Do you need anything, I asked.

No, but would you like to hang out?

And I did.  He’s building a work bench we can carry to job sites.  For a moment, I thought about asking him if he’d built a workbench before, but decided against it.  I decided that surely he had, and imagined him customizing the toolshed that is now his ex-wife’s.

I pictured him in it’s empty shell measuring and sawing.  In my mind’s eye, I saw him stepping back and silently assessing the merits of his work.

I quietly marveled at how men seem to fill nothingness with something.

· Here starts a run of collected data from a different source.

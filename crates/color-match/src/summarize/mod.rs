//! Image color summarization
//!
//! This module reduces a decoded image to one representative color, either
//! the per-channel mean or the centroid of the largest k-means cluster.

mod error;
mod image_buffer;
mod kmeans;
mod mean;
mod summarizer;

pub use error::{ParseSummarizerError, SummarizeError};
pub use image_buffer::{ImageBuffer, DEFAULT_RESIZE};
pub use kmeans::{dominant, KmeansOptions};
pub use mean::mean;
pub use summarizer::Summarizer;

They construct.  They build.

They make and make more of.

Women, however, seem more inclined to reduce.

Men gladly take up space.  Bulking up.  Man spreading.  Earth moving.  Bigger is better.

Why don’t women, I wondered.

We are motivated by other forces.

We strive to reduce.  To minimize.  To create more space.

Weight loss.  Skinny jeans.  Minimalism.  Domestic prowesses.

Smaller.  Less weighty.  Less clutter.  Less.

Even the most fashionable of shoes have the smallest heel points.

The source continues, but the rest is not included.